El Polo Integral de la Mujer está ubicado en la esquina de Ramiro Suárez e Independencia. Se trata de un espacio que promueve el trabajo conjunto de los gobiernos provincial y locales en favor de la erradicación de las violencias hacia las mujeres. Tiene alcance regional, brindando atención a mujeres de Villa María, Villa Nueva, Alto Alegre, Ana Zumarán, Arroyo Algodón, Chazón, La Laguna, Oliva, Silvio Pellico, Arroyo Cabral, Colazo, Colonia Videla, La Palestina, La Playosa, Pampayasta Norte, Pampayasta Sud, Ticino, Tío Pujio, Ausonia, Etruria, Las Perdices, Dalmacio Vélez, Los Zorros, Pasco, Pozo del Molle, Carrilobo, James Craik, Luca y Punta del Agua.

“Villa María tiene una larga trayectoria en el abordaje de la problemática de la violencia contra las mujeres”, ratificó Rodrigo en ese marco. Y enumeró la multiplicidad de acciones que en ese sentido se desarrollan desde hace décadas. “Esta ciudad es una pionera en el trabajo de poder favorecer esta política en toda la Provincia”, añadió. 

Como logro mencionó la existencia del Polo (porque permite articular en un mismo edificio todas las acciones), que lo conozcan, que tenga calidad técnica y humana en los equipos que lo integran, “que reconozcan que es un lugar donde encontrar alguien que contenga a esas mujeres que están padeciendo ese dolor”. Y por otro lado reconoció que le enorgullece, desde el punto de vista político, que el intendente “haya logrado que el Polo esté instalado en Villa María”.

El Polo local depende de la Provincia y a su vez hace un trabajo articulado con el Municipio, a través de la Secretaría de Inclusión y Familia, y de Salud, entre otras dependencias.

Prevenir y asistir

“El desafío en este momento es trabajar mucho en el territorio y trabajar mucho sobre los cambios de conductas. Si bien esto está planteado como centro asistencial, nosotros venimos trabajando en Villa María desde hace muchos años en los cambios de conducta, en lo que es promoción, prevención, educación, que es la única forma de mejorar en vistas a un futuro”, puntualizó Rodrigo.

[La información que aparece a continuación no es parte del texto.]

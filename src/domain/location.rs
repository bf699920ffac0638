//! Location master data (belongs to a company).

use chrono::NaiveDateTime;
use serde::{Deserialize, Serialize};

use crate::domain::types::{CompanyId, EntityCode, EntityName, LocationId};

/// Location record returned by `/locations`.
#[derive(Clone, Debug, Serialize, Deserialize, PartialEq)]
#[serde(rename_all = "camelCase")]
pub struct Location {
    pub id: LocationId,
    pub company_id: CompanyId,
    #[serde(default)]
    pub company_name: Option<String>,
    pub name: String,
    pub code: String,
    #[serde(default)]
    pub address: Option<String>,
    #[serde(default)]
    pub active: bool,
    #[serde(default)]
    pub created_at: Option<NaiveDateTime>,
    #[serde(default)]
    pub updated_at: Option<NaiveDateTime>,
}

/// Payload accepted by `POST /locations` and `PUT /locations/{id}`.
#[derive(Clone, Debug, Serialize, PartialEq)]
#[serde(rename_all = "camelCase")]
pub struct LocationRequest {
    pub company_id: CompanyId,
    pub name: EntityName,
    pub code: EntityCode,
    #[serde(skip_serializing_if = "Option::is_none")]
    pub address: Option<String>,
    pub active: bool,
}

/// Returns the rows visible for the given "show inactive" toggle.
///
/// The toggle only filters an already loaded list.
pub fn visible_locations(locations: &[Location], show_inactive: bool) -> Vec<Location> {
    locations
        .iter()
        .filter(|location| show_inactive || location.active)
        .cloned()
        .collect()
}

Apuntó que en eso están, “en el trabajo de promoción y prevención, en lo que es educación”, para el cambio de conducta y para la detección de factores de riesgo. Todo para contrarrestar ese bagaje cultural “de naturalización de la violencia”.

“Es una problemática tan importante que necesita ser abordada desde todos los puntos de vista, con todos los sectores, con las instituciones”, sostuvo.

Rodrigo admitió que sorprende el nivel y el grado de violencia, que afecta desde a las adolescentes en etapa de noviazgo, y en ese punto instó a los padres a estar atentos, como también a mujeres mayores.

“Tenemos que aprender a cuidar a nuestras hijas, de inculcar a los varones lo que es el buen trato, porque se está viendo mucha violencia en el noviazgo, como también mujeres mayores que vinieron a consultar, y que han vivido una vida de violencia, en ese caso ya son los hijos las que las acompañan”, precisó.

Por otra parte, y ante la consulta sobre si es más habitual que se dé violencia física o violencia psicológica, Rodrigo explicó que van de la mano, que la mayor parte de las veces cuando se llegó a la violencia física antes hubieron años de violencia psicológica y hasta económica. 

Y en ese punto se detuvo, y recordó la posibilidad de asistir a las víctimas con becas, por ejemplo para pagar el alquiler.

“Si no tuviéramos estas becas sería casi un imposible”, admitió. Contó que además complementan esa ayuda con todos los otros servicios del Municipio.

La meta es que esa mujer víctima de violencia pueda empoderarse. Y por eso, según explicó, la complementación con la posibilidad de terminalidad escolar y la formación en oficios. 

“Es acompañarlas en todos los aspectos para que no vuelvan atrás”, cerró la médica.

Mariana Corradini  Redacción Puntal Villa María.